I mean, let's say you did kill us. Or didn't. There could be torture. Whatever. But somehow you found the goods. What would your cut be?

Mal ,'Out Of Gas'


Natter 58: Let's call Venezuela!  

Off-topic discussion. Wanna talk about corsets, duct tape, or physics? This is the place. Detailed discussion of any current-season TV must be whitefonted.


§ ita § - May 29, 2008 5:18:34 am PDT #9526 of 10001
Well not canonically, no, but this is transformative fiction.

I don't know, Shir. I suggest a simple, "No." And a bright smile.

Thing is, that does little to imply it's none of their business.

I tend to verge on the ruder side and roll my eyes with a bit of a reproachful smile, since I don't want to satisfy what I consider inappropriate curiosity.


shrift - May 29, 2008 5:24:12 am PDT #9527 of 10001
"You can't put a price on the joy of not giving a shit." -Zenkitty

Thing is, that does little to imply it's none of their business.

I don't often smile brightly, so when I do, it tends to make people nervous.

I've mostly trained my family not to ask if I'm seeing anyone. Weirdly enough, it's my father who keeps asking if I'm dating. I have no idea why my lack of a boyfriend dismays him so. I suspect he's a little too old-fashioned for his own good.


msbelle - May 29, 2008 5:28:30 am PDT #9528 of 10001
I remember the crazy days. 500 posts an hour. Nubmer! Natgbsb

my family knows I wqould tell them if I was serious with anyone, also that I have no time. Anyone in my family who forgets the above, gets something along the lines of "good God no".

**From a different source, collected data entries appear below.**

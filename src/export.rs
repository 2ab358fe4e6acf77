//! Plain-text plan export.
//!
//! ```text
//! Basilisk 0
//! <room count>
//! <x> <y>                      one line per room, cell coordinates
//! <thing count>
//! <x> <y> <type> <facing>      one line per thing, pixel coordinates
//! ```
//!
//! The first line is the format marker and stays first in later versions.

use std::fs;
use std::io::{self, BufWriter, Write};
use std::path::{Path, PathBuf};

use tracing::info;

use crate::error::ExportError;
use crate::plan::Plan;

pub const FORMAT_MARKER: &str = "Basilisk 0";

pub fn write_plan<W: Write>(plan: &Plan, out: &mut W) -> io::Result<()> {
    writeln!(out, "{FORMAT_MARKER}")?;
    writeln!(out, "{}", plan.rooms().len())?;
    for room in plan.rooms() {
        writeln!(out, "{} {}", room.x, room.y)?;
    }
    writeln!(out, "{}", plan.things.len())?;
    for thing in plan.things.all() {
        writeln!(
            out,
            "{} {} {} {}",
            thing.position[0],
            thing.position[1],
            thing.kind,
            thing.facing.index()
        )?;
    }
    Ok(())
}

fn staging_path(path: &Path) -> PathBuf {
    let mut name = path.file_name().unwrap_or_default().to_os_string();
    name.push(".part");
    path.with_file_name(name)
}

/// Write the plan to `path`. The target only ever holds a complete file:
/// the plan is written next to it first and renamed into place.
pub fn export_plan(plan: &Plan, path: &Path) -> Result<(), ExportError> {
    let io_err = |source| ExportError::Io {
        path: path.to_path_buf(),
        source,
    };
    if path.file_name().is_none() {
        return Err(io_err(io::Error::new(
            io::ErrorKind::InvalidInput,
            "path has no file name",
        )));
    }

    info!(path = %path.display(), "writing plan");
    if let Some(parent) = path.parent().filter(|p| !p.as_os_str().is_empty()) {
        fs::create_dir_all(parent).map_err(io_err)?;
    }

    let staging = staging_path(path);
    let written = fs::File::create(&staging).and_then(|file| {
        let mut out = BufWriter::new(file);
        write_plan(plan, &mut out)?;
        out.into_inner().map_err(|e| e.into_error())?.sync_all()
    });
    if let Err(e) = written.and_then(|()| fs::rename(&staging, path)) {
        let _ = fs::remove_file(&staging);
        return Err(io_err(e));
    }
    Ok(())
}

Strangers or not close friends - they would get a puzzled look hopefully conveying the lack of acceptability in the inquiry, then probably a laugh and "with what time?".


Dana - May 29, 2008 5:30:15 am PDT #9529 of 10001
"I'm useless alone." // "We're all useless alone. It's a good thing you're not alone."

I don't often smile brightly, so when I do, it tends to make people nervous.

t imagines it

Huh. Yes. That's definitely a little unnerving.


Vortex - May 29, 2008 5:30:26 am PDT #9530 of 10001
"Cry havoc and let slip the boobs of war!" -- Miracleman

Any suggestions to answers that will imply people, who I don't necessarily dislike, that this is not their business?

I like "that's an awfully personal question" with a smile. It even says none of your business, but delivered in the right tone, it's disarming. Then, immediately change the subject. If they persist, then you can be rude. Cause they started it t /four year old


Wolfram - May 29, 2008 5:33:38 am PDT #9531 of 10001
Visilurking

You can alway petulantly say "no, do you?". It's childish, but works equally well with single or married inquirers of either gender.


shrift - May 29, 2008 5:35:06 am PDT #9532 of 10001
"You can't put a price on the joy of not giving a shit." -Zenkitty

That's definitely a little unnerving.

I know, right?

(Also, my registration has been sorted, BTW.)


Dana - May 29, 2008 5:35:46 am PDT #9533 of 10001
"I'm useless alone." // "We're all useless alone. It's a good thing you're not alone."

Also, my registration has been sorted

Woot!


lisah - May 29, 2008 5:36:10 am PDT #9534 of 10001
Punishingly Intricate

My grandmother always used to ask me, "How's your social life?" which was code for "do you have a boyfriend?"


Vortex - May 29, 2008 5:37:14 am PDT #9535 of 10001
"Cry havoc and let slip the boobs of war!" -- Miracleman

My grandmother always used to ask me, "How's your social life?" which was code for "do you have a boyfriend?"

see, that's classy. you can answer it however you want.